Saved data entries
--------------------------------------------------

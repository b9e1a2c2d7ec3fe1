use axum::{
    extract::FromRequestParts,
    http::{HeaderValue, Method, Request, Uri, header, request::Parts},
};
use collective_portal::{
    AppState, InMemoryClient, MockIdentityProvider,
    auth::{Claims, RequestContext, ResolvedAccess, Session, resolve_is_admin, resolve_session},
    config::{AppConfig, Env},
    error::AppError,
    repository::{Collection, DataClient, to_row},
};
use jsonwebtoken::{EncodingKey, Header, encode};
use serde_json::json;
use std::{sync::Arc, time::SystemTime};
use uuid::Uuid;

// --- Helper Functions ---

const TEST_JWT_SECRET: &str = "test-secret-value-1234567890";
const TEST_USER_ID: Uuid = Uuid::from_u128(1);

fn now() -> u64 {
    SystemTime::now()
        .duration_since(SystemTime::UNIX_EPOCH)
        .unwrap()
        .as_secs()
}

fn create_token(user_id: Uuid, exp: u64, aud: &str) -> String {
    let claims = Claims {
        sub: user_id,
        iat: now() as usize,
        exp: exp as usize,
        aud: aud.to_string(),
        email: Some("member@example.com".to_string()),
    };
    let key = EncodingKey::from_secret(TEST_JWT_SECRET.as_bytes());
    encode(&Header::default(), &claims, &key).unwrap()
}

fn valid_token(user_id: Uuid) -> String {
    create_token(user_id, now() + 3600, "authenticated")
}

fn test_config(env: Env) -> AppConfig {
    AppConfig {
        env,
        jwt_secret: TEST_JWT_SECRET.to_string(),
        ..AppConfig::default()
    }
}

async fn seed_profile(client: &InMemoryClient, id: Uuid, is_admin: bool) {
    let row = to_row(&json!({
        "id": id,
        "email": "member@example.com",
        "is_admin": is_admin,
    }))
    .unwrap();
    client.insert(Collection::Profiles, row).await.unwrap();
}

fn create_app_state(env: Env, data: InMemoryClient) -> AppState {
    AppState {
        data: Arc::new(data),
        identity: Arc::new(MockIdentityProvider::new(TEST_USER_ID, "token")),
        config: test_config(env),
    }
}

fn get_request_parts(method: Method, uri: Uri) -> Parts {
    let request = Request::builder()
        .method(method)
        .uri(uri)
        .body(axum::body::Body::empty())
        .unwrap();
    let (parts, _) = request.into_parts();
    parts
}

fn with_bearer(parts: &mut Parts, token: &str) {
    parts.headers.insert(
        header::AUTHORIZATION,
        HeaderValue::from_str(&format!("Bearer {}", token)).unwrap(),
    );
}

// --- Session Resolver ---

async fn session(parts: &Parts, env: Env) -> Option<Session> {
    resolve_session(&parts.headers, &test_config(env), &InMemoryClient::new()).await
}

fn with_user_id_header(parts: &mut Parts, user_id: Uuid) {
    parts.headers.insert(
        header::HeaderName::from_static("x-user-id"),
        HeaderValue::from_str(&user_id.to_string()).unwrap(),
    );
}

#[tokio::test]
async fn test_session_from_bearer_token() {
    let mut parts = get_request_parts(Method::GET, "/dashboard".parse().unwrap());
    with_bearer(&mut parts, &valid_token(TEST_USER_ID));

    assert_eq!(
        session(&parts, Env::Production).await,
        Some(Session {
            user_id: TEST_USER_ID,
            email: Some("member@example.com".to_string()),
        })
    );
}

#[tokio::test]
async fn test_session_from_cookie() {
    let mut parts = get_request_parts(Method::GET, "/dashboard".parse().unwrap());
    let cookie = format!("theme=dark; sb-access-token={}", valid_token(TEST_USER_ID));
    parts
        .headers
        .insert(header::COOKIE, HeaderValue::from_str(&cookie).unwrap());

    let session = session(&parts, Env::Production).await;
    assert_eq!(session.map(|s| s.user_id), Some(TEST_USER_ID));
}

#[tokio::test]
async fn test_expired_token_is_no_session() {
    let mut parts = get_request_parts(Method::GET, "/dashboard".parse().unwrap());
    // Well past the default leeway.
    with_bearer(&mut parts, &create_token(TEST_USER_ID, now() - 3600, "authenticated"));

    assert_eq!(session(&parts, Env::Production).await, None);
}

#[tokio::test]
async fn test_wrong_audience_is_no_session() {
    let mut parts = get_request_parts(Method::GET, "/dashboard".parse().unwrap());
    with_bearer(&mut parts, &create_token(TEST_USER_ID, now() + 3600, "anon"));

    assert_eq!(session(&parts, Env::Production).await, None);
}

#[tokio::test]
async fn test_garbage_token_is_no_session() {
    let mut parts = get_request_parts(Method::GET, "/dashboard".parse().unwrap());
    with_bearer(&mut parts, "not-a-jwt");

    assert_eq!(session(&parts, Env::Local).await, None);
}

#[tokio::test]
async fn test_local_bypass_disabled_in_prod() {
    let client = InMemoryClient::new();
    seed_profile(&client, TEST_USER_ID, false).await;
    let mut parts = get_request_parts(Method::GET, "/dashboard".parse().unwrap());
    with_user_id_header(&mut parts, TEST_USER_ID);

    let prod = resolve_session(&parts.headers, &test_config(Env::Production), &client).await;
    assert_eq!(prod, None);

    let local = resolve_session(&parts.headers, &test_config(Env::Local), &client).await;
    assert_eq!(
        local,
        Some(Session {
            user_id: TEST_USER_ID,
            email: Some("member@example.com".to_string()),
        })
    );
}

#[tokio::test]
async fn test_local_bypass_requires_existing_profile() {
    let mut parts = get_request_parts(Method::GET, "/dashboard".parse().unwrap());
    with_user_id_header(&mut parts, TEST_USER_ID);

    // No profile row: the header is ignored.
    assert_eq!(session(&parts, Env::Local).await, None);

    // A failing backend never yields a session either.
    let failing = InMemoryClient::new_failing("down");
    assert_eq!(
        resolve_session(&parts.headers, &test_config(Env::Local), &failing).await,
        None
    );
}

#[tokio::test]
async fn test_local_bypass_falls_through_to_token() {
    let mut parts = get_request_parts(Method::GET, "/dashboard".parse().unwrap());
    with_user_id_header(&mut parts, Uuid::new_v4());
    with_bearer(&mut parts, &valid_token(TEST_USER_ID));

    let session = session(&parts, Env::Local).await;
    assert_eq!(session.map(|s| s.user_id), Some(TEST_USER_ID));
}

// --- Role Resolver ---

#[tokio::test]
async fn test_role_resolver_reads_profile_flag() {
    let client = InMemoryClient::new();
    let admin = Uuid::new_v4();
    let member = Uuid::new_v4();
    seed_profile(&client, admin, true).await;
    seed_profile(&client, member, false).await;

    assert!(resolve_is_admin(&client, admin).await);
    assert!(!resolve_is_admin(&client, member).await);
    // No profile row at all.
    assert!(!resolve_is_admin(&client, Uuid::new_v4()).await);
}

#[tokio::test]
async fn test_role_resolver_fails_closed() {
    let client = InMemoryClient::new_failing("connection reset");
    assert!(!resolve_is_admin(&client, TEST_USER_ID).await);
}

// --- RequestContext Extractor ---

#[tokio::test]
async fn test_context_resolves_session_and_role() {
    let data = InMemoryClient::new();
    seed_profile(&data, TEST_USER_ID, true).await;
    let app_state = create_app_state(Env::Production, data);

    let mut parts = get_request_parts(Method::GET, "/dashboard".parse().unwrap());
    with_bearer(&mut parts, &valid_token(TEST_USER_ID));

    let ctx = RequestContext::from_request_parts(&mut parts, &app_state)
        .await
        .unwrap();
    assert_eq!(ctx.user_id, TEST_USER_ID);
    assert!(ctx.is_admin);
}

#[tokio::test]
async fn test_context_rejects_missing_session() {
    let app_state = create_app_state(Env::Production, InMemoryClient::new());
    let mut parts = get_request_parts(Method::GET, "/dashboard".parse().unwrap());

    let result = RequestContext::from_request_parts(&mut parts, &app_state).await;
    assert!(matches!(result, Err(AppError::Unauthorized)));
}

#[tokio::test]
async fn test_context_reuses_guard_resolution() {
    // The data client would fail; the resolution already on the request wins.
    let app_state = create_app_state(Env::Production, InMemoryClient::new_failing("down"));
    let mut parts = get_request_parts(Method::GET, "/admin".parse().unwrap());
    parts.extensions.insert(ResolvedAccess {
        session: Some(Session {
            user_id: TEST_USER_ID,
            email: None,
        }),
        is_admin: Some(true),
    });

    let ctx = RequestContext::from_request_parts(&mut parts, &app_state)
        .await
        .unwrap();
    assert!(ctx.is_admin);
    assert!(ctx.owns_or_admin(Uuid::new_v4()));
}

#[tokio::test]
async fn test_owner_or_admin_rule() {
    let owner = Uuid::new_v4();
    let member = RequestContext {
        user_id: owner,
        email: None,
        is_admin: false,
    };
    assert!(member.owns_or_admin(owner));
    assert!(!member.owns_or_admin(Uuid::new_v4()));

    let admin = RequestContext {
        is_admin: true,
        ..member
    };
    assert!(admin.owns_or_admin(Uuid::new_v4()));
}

--------------------------------------------------

* ASSIGNMENT: Every line in the entries above that mentions the word "InMemoryClient" must be shown.

* RESPONSE TO THIS EXERCISE:
    AppState, InMemoryClient, MockIdentityProvider,
async fn seed_profile(client: &InMemoryClient, id: Uuid, is_admin: bool) {
fn create_app_state(env: Env, data: InMemoryClient) -> AppState {
    resolve_session(&parts.headers, &test_config(env), &InMemoryClient::new()).await
    let client = InMemoryClient::new();
    let failing = InMemoryClient::new_failing("down");
    let client = InMemoryClient::new();
    let client = InMemoryClient::new_failing("connection reset");
    let data = InMemoryClient::new();
    let app_state = create_app_state(Env::Production, InMemoryClient::new());
    let app_state = create_app_state(Env::Production, InMemoryClient::new_failing("down"));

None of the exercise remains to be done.